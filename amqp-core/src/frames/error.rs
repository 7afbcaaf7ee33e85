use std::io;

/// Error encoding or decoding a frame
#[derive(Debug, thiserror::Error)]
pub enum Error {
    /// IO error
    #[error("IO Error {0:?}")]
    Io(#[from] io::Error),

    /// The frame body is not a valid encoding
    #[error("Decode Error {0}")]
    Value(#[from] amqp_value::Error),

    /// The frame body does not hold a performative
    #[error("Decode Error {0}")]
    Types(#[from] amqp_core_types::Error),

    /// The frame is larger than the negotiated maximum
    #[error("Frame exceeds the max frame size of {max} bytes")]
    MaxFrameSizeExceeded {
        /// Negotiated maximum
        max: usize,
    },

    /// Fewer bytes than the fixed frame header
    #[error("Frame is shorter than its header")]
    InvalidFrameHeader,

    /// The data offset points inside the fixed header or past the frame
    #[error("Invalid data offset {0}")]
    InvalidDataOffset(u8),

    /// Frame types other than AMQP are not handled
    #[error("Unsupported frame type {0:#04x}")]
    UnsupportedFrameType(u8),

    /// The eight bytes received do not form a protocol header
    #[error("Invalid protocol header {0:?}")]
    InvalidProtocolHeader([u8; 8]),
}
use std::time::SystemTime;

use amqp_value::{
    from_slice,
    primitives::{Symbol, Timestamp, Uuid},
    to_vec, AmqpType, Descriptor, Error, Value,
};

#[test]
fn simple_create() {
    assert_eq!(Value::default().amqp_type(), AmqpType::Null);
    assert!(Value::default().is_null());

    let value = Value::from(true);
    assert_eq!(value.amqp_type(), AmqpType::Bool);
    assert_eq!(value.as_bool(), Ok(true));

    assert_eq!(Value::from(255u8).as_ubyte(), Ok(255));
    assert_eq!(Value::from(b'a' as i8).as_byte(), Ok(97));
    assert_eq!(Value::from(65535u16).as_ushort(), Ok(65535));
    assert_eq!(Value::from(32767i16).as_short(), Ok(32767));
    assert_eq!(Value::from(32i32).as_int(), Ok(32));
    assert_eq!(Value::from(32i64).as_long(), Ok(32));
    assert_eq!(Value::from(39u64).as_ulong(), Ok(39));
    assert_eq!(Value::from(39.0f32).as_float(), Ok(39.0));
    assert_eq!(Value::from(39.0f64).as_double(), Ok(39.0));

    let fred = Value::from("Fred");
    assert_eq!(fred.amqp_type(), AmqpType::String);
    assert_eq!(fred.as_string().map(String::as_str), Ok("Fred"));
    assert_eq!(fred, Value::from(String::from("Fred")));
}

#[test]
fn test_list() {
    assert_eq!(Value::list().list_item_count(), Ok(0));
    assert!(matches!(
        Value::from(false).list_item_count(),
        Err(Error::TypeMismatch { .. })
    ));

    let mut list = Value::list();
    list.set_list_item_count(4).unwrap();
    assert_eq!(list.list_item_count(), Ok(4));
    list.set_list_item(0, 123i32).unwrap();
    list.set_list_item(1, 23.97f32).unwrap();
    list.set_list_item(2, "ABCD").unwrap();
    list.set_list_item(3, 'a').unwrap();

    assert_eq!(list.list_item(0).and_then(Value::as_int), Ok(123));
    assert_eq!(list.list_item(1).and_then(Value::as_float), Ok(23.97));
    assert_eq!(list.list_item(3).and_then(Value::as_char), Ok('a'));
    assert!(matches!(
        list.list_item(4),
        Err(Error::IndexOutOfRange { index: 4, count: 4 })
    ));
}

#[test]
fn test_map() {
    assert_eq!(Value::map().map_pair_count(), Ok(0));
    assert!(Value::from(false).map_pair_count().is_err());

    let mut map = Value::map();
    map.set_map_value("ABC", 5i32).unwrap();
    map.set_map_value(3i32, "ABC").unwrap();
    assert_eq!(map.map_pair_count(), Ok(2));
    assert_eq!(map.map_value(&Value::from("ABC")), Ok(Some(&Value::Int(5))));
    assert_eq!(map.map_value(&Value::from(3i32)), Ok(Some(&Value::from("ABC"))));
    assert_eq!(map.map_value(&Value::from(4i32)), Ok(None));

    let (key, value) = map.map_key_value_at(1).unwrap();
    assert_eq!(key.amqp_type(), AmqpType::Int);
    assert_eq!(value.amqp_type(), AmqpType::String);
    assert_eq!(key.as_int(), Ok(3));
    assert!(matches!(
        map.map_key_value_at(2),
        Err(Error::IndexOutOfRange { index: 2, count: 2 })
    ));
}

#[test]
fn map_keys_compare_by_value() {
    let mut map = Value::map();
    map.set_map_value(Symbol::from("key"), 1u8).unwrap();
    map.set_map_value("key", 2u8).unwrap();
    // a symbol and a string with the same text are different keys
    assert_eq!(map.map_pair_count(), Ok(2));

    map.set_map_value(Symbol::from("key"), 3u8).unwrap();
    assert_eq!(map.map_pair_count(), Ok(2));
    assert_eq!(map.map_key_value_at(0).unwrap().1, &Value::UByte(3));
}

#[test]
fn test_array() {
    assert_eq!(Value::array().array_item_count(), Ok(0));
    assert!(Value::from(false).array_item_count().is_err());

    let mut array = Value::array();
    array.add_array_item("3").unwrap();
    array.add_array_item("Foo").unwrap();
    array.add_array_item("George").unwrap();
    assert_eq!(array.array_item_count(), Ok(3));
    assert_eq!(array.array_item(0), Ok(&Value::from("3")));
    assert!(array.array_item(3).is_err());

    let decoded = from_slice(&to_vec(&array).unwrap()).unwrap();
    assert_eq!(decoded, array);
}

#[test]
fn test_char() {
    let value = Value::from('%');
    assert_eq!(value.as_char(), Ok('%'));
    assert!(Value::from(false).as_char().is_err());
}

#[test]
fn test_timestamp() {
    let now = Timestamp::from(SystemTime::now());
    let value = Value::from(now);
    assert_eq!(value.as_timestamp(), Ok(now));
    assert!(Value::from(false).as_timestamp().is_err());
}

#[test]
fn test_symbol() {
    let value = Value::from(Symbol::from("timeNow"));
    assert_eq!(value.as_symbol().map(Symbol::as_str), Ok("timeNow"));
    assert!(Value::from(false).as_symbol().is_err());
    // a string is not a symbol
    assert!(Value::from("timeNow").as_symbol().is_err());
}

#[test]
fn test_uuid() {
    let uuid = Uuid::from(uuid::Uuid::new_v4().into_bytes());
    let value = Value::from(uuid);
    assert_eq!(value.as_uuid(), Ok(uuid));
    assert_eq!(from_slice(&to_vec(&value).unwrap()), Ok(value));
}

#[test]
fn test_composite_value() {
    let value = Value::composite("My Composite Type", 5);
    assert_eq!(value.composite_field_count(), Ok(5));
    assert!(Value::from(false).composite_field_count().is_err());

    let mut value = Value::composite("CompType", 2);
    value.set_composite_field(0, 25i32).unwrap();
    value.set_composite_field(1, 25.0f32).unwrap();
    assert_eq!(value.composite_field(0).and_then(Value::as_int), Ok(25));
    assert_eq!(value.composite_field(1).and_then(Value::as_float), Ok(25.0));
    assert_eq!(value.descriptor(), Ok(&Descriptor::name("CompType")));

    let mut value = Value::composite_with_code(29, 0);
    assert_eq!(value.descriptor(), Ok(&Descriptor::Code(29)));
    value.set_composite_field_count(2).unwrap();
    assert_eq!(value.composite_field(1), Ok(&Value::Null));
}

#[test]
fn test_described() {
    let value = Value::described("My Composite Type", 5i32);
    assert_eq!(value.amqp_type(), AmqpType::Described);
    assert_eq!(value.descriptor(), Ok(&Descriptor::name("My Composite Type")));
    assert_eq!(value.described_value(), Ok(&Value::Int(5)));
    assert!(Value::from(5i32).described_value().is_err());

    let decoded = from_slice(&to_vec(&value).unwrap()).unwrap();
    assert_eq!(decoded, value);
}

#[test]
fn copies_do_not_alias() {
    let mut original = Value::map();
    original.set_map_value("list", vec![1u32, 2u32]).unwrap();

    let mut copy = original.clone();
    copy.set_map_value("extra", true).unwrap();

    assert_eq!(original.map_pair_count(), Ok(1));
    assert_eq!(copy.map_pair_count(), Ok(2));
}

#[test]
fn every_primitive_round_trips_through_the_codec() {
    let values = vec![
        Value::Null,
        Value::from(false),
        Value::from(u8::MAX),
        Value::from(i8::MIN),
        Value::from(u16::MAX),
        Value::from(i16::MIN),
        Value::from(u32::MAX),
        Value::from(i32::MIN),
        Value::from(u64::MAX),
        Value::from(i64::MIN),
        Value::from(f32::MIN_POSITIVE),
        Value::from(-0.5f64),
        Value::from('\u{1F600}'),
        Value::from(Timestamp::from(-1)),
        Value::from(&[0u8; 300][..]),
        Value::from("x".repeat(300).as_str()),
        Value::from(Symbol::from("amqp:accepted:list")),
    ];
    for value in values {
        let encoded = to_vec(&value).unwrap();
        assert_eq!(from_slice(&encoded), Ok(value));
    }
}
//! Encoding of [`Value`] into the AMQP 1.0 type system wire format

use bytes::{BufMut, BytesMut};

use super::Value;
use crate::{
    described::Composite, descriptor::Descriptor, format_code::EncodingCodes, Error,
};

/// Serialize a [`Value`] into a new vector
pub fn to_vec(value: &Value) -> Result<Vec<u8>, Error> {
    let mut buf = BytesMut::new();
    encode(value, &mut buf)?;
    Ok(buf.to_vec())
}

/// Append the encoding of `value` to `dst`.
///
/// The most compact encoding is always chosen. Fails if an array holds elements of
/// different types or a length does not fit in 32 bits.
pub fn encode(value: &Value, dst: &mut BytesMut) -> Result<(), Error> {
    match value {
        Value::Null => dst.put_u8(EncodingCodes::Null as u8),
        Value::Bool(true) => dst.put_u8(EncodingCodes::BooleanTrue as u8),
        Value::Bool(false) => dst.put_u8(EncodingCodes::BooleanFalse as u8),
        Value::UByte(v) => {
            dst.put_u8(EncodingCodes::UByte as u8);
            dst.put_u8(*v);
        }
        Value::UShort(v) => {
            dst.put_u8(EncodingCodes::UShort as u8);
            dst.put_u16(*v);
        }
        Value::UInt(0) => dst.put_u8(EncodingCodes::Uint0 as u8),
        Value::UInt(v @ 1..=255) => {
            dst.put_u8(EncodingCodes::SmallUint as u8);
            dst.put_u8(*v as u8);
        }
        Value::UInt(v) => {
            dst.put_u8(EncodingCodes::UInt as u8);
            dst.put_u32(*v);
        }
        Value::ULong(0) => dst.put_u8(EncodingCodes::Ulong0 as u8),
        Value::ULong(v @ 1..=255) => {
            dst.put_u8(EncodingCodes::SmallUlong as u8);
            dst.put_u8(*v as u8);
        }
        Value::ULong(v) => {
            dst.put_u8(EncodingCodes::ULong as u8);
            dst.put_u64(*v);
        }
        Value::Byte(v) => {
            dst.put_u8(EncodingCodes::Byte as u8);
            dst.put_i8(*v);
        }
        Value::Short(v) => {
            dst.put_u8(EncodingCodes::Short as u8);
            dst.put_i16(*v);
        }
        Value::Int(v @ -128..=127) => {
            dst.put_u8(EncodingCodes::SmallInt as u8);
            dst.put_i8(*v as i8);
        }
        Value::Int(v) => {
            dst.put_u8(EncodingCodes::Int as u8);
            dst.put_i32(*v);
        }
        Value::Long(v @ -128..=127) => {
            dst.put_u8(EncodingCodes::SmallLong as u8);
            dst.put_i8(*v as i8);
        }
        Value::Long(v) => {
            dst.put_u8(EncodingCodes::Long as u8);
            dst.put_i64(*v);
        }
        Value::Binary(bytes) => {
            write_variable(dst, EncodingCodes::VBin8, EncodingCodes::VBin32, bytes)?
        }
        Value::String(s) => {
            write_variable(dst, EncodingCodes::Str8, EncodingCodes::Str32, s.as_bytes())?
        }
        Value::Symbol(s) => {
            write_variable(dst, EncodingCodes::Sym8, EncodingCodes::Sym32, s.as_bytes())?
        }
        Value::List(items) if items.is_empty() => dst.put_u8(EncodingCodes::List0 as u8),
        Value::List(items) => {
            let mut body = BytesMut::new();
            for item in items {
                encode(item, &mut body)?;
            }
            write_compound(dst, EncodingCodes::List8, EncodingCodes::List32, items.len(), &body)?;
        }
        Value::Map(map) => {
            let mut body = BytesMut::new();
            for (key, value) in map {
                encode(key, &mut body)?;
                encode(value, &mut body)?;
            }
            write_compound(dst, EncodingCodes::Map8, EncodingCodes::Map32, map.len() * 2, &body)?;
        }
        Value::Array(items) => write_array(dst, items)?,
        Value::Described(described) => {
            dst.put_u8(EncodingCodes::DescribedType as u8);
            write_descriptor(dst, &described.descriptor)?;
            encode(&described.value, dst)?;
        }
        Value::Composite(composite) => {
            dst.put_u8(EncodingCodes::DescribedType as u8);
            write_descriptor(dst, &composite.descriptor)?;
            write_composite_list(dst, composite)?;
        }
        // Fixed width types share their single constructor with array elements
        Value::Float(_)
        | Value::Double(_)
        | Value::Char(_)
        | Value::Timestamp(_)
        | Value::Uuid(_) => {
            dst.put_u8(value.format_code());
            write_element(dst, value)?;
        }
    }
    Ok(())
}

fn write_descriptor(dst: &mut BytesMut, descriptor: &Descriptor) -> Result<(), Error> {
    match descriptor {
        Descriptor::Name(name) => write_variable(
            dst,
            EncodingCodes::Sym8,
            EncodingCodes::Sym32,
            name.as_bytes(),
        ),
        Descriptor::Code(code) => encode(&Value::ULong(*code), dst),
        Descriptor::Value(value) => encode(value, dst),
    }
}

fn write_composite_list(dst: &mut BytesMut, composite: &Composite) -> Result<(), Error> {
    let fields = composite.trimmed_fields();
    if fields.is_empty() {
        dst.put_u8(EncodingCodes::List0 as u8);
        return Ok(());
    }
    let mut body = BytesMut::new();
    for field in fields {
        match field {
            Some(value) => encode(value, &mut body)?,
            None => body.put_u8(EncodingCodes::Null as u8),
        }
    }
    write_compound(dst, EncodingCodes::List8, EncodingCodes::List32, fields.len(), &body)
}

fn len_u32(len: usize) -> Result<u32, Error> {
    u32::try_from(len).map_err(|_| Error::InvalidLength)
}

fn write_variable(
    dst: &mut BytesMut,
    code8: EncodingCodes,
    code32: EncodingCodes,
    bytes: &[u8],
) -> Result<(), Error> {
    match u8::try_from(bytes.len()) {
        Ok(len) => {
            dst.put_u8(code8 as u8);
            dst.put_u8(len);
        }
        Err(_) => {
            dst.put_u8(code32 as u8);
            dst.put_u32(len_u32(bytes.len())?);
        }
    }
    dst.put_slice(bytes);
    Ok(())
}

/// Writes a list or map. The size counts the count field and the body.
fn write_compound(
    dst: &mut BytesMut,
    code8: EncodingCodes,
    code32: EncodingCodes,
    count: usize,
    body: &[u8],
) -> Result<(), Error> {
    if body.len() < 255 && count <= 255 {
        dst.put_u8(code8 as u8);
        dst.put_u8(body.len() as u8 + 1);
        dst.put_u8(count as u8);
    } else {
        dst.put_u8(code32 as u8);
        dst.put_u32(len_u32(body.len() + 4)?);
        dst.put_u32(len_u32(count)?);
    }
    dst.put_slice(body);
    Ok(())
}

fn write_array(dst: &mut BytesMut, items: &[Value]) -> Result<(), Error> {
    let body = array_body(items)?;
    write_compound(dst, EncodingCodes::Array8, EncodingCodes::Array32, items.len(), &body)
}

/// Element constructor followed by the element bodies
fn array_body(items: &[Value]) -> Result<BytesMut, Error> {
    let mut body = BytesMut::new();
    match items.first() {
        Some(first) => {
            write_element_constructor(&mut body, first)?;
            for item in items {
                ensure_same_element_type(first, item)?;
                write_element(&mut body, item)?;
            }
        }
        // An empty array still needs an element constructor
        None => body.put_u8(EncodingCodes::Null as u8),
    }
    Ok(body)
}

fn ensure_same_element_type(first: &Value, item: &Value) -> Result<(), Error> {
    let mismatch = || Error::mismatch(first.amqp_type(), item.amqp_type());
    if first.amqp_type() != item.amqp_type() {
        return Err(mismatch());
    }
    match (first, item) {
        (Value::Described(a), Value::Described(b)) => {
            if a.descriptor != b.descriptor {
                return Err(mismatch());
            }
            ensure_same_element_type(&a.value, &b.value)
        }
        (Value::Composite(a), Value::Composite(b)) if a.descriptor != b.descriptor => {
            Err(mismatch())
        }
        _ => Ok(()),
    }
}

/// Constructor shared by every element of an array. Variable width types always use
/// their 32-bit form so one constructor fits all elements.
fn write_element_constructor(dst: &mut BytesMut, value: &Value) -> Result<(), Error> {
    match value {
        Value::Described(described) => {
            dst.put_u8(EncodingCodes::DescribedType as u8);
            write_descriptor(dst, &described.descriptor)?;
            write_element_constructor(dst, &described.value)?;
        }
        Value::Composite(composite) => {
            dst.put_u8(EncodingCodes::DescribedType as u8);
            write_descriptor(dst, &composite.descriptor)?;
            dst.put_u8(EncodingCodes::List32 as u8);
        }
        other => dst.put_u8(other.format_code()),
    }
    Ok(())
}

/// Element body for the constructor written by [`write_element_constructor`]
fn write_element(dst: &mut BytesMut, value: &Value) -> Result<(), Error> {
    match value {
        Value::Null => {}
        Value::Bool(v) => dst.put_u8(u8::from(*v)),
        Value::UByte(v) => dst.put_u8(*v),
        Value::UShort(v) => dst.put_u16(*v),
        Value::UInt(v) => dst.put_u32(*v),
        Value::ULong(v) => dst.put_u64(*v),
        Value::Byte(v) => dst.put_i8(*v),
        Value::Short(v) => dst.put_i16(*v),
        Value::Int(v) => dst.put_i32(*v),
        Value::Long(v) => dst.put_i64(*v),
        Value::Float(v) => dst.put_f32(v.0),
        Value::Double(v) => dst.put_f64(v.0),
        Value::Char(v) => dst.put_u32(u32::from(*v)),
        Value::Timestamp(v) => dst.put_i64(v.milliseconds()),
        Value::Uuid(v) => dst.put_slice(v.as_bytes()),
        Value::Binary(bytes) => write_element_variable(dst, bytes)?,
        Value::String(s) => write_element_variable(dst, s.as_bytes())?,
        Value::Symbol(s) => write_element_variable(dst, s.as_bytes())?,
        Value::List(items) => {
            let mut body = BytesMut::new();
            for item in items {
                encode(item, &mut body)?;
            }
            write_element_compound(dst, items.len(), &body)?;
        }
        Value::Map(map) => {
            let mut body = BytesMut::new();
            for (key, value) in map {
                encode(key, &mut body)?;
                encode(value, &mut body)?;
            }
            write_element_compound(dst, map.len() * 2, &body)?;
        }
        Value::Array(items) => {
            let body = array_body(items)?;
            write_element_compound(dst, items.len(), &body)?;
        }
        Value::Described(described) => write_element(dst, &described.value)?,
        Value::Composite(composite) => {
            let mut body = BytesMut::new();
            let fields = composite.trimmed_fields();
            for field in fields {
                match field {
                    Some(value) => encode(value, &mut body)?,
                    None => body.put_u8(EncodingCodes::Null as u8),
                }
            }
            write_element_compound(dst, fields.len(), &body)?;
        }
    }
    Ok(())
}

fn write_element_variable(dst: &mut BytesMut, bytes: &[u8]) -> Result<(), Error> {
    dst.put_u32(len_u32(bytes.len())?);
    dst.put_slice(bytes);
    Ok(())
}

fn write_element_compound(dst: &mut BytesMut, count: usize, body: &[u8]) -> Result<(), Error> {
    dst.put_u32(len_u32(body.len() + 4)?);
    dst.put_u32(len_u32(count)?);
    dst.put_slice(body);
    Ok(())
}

━━━━

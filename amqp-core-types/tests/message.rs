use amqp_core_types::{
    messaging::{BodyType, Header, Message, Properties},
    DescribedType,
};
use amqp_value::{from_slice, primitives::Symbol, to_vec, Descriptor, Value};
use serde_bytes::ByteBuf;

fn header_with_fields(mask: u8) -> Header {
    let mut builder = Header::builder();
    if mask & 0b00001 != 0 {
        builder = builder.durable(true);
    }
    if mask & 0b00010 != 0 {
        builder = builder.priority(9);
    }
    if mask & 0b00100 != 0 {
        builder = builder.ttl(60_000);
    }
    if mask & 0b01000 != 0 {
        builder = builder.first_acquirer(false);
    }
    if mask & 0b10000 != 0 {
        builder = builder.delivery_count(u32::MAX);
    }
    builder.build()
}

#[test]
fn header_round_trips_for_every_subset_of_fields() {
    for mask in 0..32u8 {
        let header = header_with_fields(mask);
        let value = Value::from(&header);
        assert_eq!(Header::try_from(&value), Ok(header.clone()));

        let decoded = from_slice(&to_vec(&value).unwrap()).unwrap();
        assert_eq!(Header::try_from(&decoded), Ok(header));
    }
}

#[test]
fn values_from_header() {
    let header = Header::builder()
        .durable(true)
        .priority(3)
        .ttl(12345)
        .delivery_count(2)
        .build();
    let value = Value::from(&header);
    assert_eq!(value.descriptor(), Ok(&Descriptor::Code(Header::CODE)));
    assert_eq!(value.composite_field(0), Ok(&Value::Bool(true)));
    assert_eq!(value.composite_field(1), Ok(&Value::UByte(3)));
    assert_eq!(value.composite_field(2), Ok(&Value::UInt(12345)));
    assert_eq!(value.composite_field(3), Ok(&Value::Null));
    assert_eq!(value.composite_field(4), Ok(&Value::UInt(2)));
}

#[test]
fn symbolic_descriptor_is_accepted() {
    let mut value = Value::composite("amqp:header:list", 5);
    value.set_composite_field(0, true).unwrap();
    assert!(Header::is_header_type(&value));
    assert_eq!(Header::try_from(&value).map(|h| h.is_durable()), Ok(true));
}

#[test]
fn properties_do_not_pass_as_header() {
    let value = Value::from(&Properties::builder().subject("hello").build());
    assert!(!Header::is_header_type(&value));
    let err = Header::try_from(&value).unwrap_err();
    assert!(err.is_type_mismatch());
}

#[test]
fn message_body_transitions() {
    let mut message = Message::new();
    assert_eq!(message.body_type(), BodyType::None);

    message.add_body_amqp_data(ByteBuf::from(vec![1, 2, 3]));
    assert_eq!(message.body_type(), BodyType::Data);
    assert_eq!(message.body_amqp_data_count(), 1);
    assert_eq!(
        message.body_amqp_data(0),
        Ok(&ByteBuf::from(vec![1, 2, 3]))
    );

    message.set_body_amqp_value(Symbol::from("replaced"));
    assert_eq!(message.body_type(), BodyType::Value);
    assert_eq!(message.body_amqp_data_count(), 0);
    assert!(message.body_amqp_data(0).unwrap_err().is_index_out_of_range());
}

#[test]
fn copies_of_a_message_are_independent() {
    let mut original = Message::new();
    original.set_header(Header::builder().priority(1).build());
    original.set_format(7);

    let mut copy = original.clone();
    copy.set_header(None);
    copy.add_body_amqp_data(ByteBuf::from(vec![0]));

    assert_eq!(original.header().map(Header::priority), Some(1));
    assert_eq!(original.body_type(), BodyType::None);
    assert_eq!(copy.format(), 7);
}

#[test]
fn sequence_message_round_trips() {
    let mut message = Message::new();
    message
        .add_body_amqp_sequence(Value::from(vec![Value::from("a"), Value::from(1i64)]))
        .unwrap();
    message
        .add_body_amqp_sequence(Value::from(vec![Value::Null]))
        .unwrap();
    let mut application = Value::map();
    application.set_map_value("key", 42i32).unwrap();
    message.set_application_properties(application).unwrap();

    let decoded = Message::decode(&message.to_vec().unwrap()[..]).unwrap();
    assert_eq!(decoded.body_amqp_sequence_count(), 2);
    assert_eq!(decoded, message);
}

━━━━

▸ **Task details**
Copy back the listing above exactly, but only from the line with "filename amqp-core/src/frames/error.rs" through the line with "a protocol header", both ends included.

▸ **Output for this exercise**
filename amqp-core/src/frames/error.rs
repository 7afbcaaf7ee33e85
use std::io;

/// Error encoding or decoding a frame
#[derive(Debug, thiserror::Error)]
pub enum Error {
    /// IO error
    #[error("IO Error {0:?}")]
    Io(#[from] io::Error),

    /// The frame body is not a valid encoding
    #[error("Decode Error {0}")]
    Value(#[from] amqp_value::Error),

    /// The frame body does not hold a performative
    #[error("Decode Error {0}")]
    Types(#[from] amqp_core_types::Error),

    /// The frame is larger than the negotiated maximum
    #[error("Frame exceeds the max frame size of {max} bytes")]
    MaxFrameSizeExceeded {
        /// Negotiated maximum
        max: usize,
    },

    /// Fewer bytes than the fixed frame header
    #[error("Frame is shorter than its header")]
    InvalidFrameHeader,

    /// The data offset points inside the fixed header or past the frame
    #[error("Invalid data offset {0}")]
    InvalidDataOffset(u8),

    /// Frame types other than AMQP are not handled
    #[error("Unsupported frame type {0:#04x}")]
    UnsupportedFrameType(u8),

    /// The eight bytes received do not form a protocol header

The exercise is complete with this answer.